■ **Work task**: Within the material below, find each line bearing the word "Debug" and present it.

────────

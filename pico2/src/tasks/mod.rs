//! Async tasks for the dashboard firmware.
//!
//! - `poll`: Fetch, validate and draw every poll period

pub mod poll;

pub use poll::{BACKLIGHT_SCHEDULED, poll_task};
//! Error types for shipnote

use std::path::PathBuf;
use thiserror::Error;

/// Result type alias using ShipnoteError
pub type Result<T> = std::result::Result<T, ShipnoteError>;

/// Main error type for shipnote operations
#[derive(Debug, Error)]
pub enum ShipnoteError {
    /// Configuration-related errors
    #[error(transparent)]
    Config(#[from] ConfigError),

    /// IO errors
    #[error("IO error: {0}")]
    Io(#[from] std::io::Error),

    /// Input rejected before formatting
    #[error("Input too large: {size} bytes exceeds the limit of {limit} bytes")]
    InputTooLarge { size: usize, limit: usize },
}

/// Configuration-related errors
#[derive(Debug, Error)]
pub enum ConfigError {
    /// Configuration file not found
    #[error("Configuration file not found at {0}")]
    NotFound(PathBuf),

    /// Invalid configuration value
    #[error("Invalid configuration: {field} - {message}")]
    InvalidValue { field: String, message: String },

    /// YAML parsing error
    #[error("YAML parsing error: {0}")]
    YamlError(#[from] serde_yaml::Error),

    /// TOML parsing error
    #[error("TOML parsing error: {0}")]
    TomlError(#[from] toml::de::Error),

    /// IO error
    #[error("IO error reading config: {0}")]
    Io(#[from] std::io::Error),
}

#[cfg(test)]
mod tests {
    use super::*;

    #[test]
    fn test_invalid_value_message() {
        let err: ShipnoteError = ConfigError::InvalidValue {
            field: "links.unknown_url".to_string(),
            message: "must be an absolute URL".to_string(),
        }
        .into();
        assert_eq!(
            err.to_string(),
            "Invalid configuration: links.unknown_url - must be an absolute URL"
        );
    }

    #[test]
    fn test_input_too_large_message() {
        let err = ShipnoteError::InputTooLarge { size: 10, limit: 4 };
        assert!(err.to_string().contains("10 bytes"));
    }
}
//! CLI definition and command handling

pub mod commands;
pub mod output;

use std::path::PathBuf;
use std::sync::Arc;

use clap::{Parser, Subcommand};

use shipnote_changelog::{MessageRenderer, RendererRegistry};
use shipnote_core::config::{load_config, load_config_or_default, validation::validate_config};
use shipnote_core::{Config, ShipnoteError};

use crate::exit_codes;
use commands::{BlocksCommand, CheckCommand, FormatCommand, InitCommand};

/// Shipnote - deployment notes from promotion pull request bodies
#[derive(Debug, Parser)]
#[command(name = "shipnote")]
#[command(author, version, about, long_about = None)]
#[command(propagate_version = true)]
pub struct Cli {
    /// Enable verbose output
    #[arg(short, long, global = true)]
    pub verbose: bool,

    /// Suppress output except errors
    #[arg(short, long, global = true)]
    pub quiet: bool,

    /// Output format
    #[arg(long, global = true, default_value = "text")]
    pub format: OutputFormat,

    /// Working directory
    #[arg(short = 'C', long, global = true)]
    pub directory: Option<PathBuf>,

    /// Configuration file (default: search from the working directory upward)
    #[arg(long, global = true, env = "SHIPNOTE_CONFIG")]
    pub config: Option<PathBuf>,

    #[command(subcommand)]
    pub command: Commands,
}

/// Output format for CLI
#[derive(Debug, Clone, Copy, Default, PartialEq, Eq, clap::ValueEnum)]
pub enum OutputFormat {
    /// Human-readable text output
    #[default]
    Text,
    /// JSON output
    Json,
}

/// Available commands
#[derive(Debug, Subcommand)]
pub enum Commands {
    /// Render a flat text deployment message
    Format(FormatCommand),

    /// Render a chat block deployment message
    Blocks(BlocksCommand),

    /// Check a body and report its outcome
    Check(CheckCommand),

    /// Write a default configuration file
    Init(InitCommand),
}

impl Cli {
    /// Execute the CLI command
    pub fn execute(self) -> anyhow::Result<()> {
        // Change to specified directory if provided
        if let Some(dir) = &self.directory {
            std::env::set_current_dir(dir)?;
        }

        let result = match self.command {
            Commands::Format(ref cmd) => cmd.execute(&self),
            Commands::Blocks(ref cmd) => cmd.execute(&self),
            Commands::Check(ref cmd) => cmd.execute(&self),
            Commands::Init(ref cmd) => cmd.execute(&self),
        };

        if let Err(err) = &result {
            if let Some(code) = exit_code_for(err) {
                output::error(&format!("{:#}", err));
                std::process::exit(code);
            }
        }

        result
    }

    /// Load and validate the configuration selected by `--config` or the working directory
    pub fn load_config(&self) -> anyhow::Result<Config> {
        let config = match &self.config {
            Some(path) => load_config(path)?,
            None => {
                let cwd = std::env::current_dir()?;
                let (config, path) = load_config_or_default(&cwd);
                if self.verbose && !self.quiet {
                    match path {
                        Some(path) => output::info(&format!(
                            "Using config {}",
                            output::path_style().apply_to(path.display())
                        )),
                        None => output::info("No config file found, using defaults"),
                    }
                }
                config
            }
        };

        validate_config(&config)?;
        Ok(config)
    }
}

/// Look up a renderer by name, built from the message configuration
pub fn renderer(config: &Config, name: &str) -> anyhow::Result<Arc<dyn MessageRenderer>> {
    let registry = RendererRegistry::new(&config.message);
    registry.get(name).ok_or_else(|| {
        anyhow::anyhow!(
            "Unknown renderer '{}'. Available: {}",
            name,
            registry.names().join(", ")
        )
    })
}

/// Dedicated exit code for errors the user can fix
fn exit_code_for(err: &anyhow::Error) -> Option<i32> {
    match err.downcast_ref::<ShipnoteError>()? {
        ShipnoteError::Config(_) => Some(exit_codes::CONFIG_ERROR),
        ShipnoteError::InputTooLarge { .. } => Some(exit_codes::INPUT_ERROR),
        _ => None,
    }
}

────────

■ **Response**:
#[derive(Debug, Error)]
#[derive(Debug, Error)]
#[derive(Debug, Parser)]
#[derive(Debug, Clone, Copy, Default, PartialEq, Eq, clap::ValueEnum)]
#[derive(Debug, Subcommand)]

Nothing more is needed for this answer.